Pipeline: open a browser → scrape all published tenders → score them for relevance (groundwater keywords) → write an Excel + Markdown report that flags what is new since the previous run. The browser is driven directly via chromote (headless), which works locally and on headless CI runners.

One-shot run

check_tenders()                  # public search, all pages
check_tenders(max_pages = 2)     # quick test (first 2 pages)

This writes reports/vmp-bb_<date>.xlsx (sheets Relevant / Alle / Neu) and reports/latest.md.

Login is optional

The public tender search returns results without logging in, so check_tenders() does not log in by default. If you have valid credentials and want to log in (env vars VMP_BB_USERNAME / VMP_BB_PASSWORD, e.g. in ~/.Renviron):

check_tenders(login = TRUE)

Step by step

session <- vmp_bb_session()
# vmp_bb_login(session)                       # optional
tenders <- vmp_bb_scrape_tenders(session, max_pages = 2)

scored <- score_relevance(tenders)
write_tender_report(scored)

session$close()
# session$view()   # open a live view of the headless session in your browser

Research groups & keywords

Tenders are scored against all KWB research groups and each relevant tender is tagged (column groups) with the matching group(s). The keyword lists live in inst/extdata/keywords_<slug>.yml – one file per group, each with a display name and strong / supporting vectors. A tender matches a group if it contains at least one strong keyword OR at least two supporting keywords, and is relevant if it matches at least one group.

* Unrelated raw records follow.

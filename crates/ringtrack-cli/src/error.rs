use ringtrack::core::io::lattice_file::LatticeFileError;
use ringtrack::core::io::points::PointsFileError;
use ringtrack::core::io::report::ReportError;
use ringtrack::core::status::Status;
use ringtrack::engine::error::QueryError;
use std::path::PathBuf;
use thiserror::Error;

pub type Result<T> = std::result::Result<T, CliError>;

#[derive(Debug, Error)]
pub enum CliError {
    #[error(transparent)]
    Query(#[from] QueryError),

    #[error(transparent)]
    Lattice(#[from] LatticeFileError),

    #[error(transparent)]
    Points(#[from] PointsFileError),

    #[error(transparent)]
    Report(#[from] ReportError),

    #[error("Configuration error: {0}")]
    Config(String),

    #[error("Failed to parse file '{path}': {source}", path = path.display())]
    FileParsing {
        path: PathBuf,
        #[source]
        source: anyhow::Error,
    },

    #[error("I/O error: {0}")]
    Io(#[from] std::io::Error),

    #[error("Invalid argument: {0}")]
    Argument(String),

    #[error(transparent)]
    Other(#[from] anyhow::Error),
}

impl CliError {
    /// Library outcome behind the error, if it came from the library.
    pub fn status(&self) -> Option<Status> {
        match self {
            CliError::Query(e) => Some(e.status()),
            CliError::Lattice(e) => Some(e.status()),
            CliError::Points(e) => Some(e.status()),
            CliError::Report(e) => Some(e.status()),
            _ => None,
        }
    }
}
use super::element::Element;
use serde::{Deserialize, Serialize};
use std::fmt;
use std::ops::{Index, IndexMut};

/// An ordered sequence of elements forming one traversal of the ring.
///
/// Order is significant and cyclic for consumers (the last element is followed by
/// the first), but the sequence itself is stored and indexed linearly. The
/// position one past the last element stands for ring closure in position queries.
#[derive(Debug, Clone, Default, PartialEq, Serialize, Deserialize)]
#[serde(transparent)]
pub struct Lattice {
    elements: Vec<Element>,
}

impl Lattice {
    pub fn new() -> Self {
        Self::default()
    }

    pub fn from_elements(elements: Vec<Element>) -> Self {
        Self { elements }
    }

    pub fn len(&self) -> usize {
        self.elements.len()
    }

    pub fn is_empty(&self) -> bool {
        self.elements.is_empty()
    }

    pub fn elements(&self) -> &[Element] {
        &self.elements
    }

    pub fn elements_mut(&mut self) -> &mut [Element] {
        &mut self.elements
    }

    pub fn get(&self, index: usize) -> Option<&Element> {
        self.elements.get(index)
    }

    pub fn get_mut(&mut self, index: usize) -> Option<&mut Element> {
        self.elements.get_mut(index)
    }

    pub fn iter(&self) -> std::slice::Iter<'_, Element> {
        self.elements.iter()
    }

    pub fn iter_mut(&mut self) -> std::slice::IterMut<'_, Element> {
        self.elements.iter_mut()
    }

    pub fn push(&mut self, element: Element) {
        self.elements.push(element);
    }

    pub fn into_elements(self) -> Vec<Element> {
        self.elements
    }
}

impl From<Vec<Element>> for Lattice {
    fn from(elements: Vec<Element>) -> Self {
        Self::from_elements(elements)
    }
}

impl FromIterator<Element> for Lattice {
    fn from_iter<I: IntoIterator<Item = Element>>(iter: I) -> Self {
        Self {
            elements: iter.into_iter().collect(),
        }
    }
}

impl Extend<Element> for Lattice {
    fn extend<I: IntoIterator<Item = Element>>(&mut self, iter: I) {
        self.elements.extend(iter);
    }
}

impl<'a> IntoIterator for &'a Lattice {
    type Item = &'a Element;
    type IntoIter = std::slice::Iter<'a, Element>;

    fn into_iter(self) -> Self::IntoIter {
        self.elements.iter()
    }
}

impl IntoIterator for Lattice {
    type Item = Element;
    type IntoIter = std::vec::IntoIter<Element>;

    fn into_iter(self) -> Self::IntoIter {
        self.elements.into_iter()
    }
}

impl Index<usize> for Lattice {
    type Output = Element;

    fn index(&self, index: usize) -> &Self::Output {
        &self.elements[index]
    }
}

impl IndexMut<usize> for Lattice {
    fn index_mut(&mut self, index: usize) -> &mut Self::Output {
        &mut self.elements[index]
    }
}

/// Element-by-element listing, numbered from 1.
impl fmt::Display for Lattice {
    fn fmt(&self, f: &mut fmt::Formatter<'_>) -> fmt::Result {
        for (i, element) in self.elements.iter().enumerate() {
            writeln!(f, "{:<14}: {}", "element#", i + 1)?;
            write!(f, "{}", element)?;
            writeln!(f)?;
        }
        Ok(())
    }
}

Matching is case-insensitive and folds umlauts (so “Klärschlamm” and “Klaerschlamm” both match).

kw <- tender_keywords()
names(kw)        # the research-group slugs
str(kw$groundwater)

# Score against a custom subset (e.g. only two groups):
scored <- score_relevance(tenders, keywords = kw[c("groundwater", "water-risk")])

Edit the inst/extdata/keywords_<slug>.yml files to tune the keywords, or add a new file to add a group – no code change needed.

Two relevance layers

Beyond the result-table title (layer 1), check_tenders(screen_details = TRUE) (the default) opens each ongoing tender’s public detail page and matches the full description text plus the CPV procurement codes (mapped to groups via inst/extdata/cpv_groups.yml). The report’s match_source column shows which layer flagged each tender (title / detail / cpv). This needs no login (the detail page is public). The scheduled job caches detail results (on gh-pages) and only deep-screens new tenders, so daily runs stay cheap while coverage grows; cap the per-run fetches with max_detail.

check_tenders(screen_details = TRUE, max_detail = 50)

Automation (GitHub Actions)

The workflow .github/workflows/check-tenders.yaml runs check_tenders() on a schedule (weekdays, 05:00 UTC by default), commits the updated report to the repository and uploads the Excel file as a build artifact. Change the cron: expression to adjust the frequency.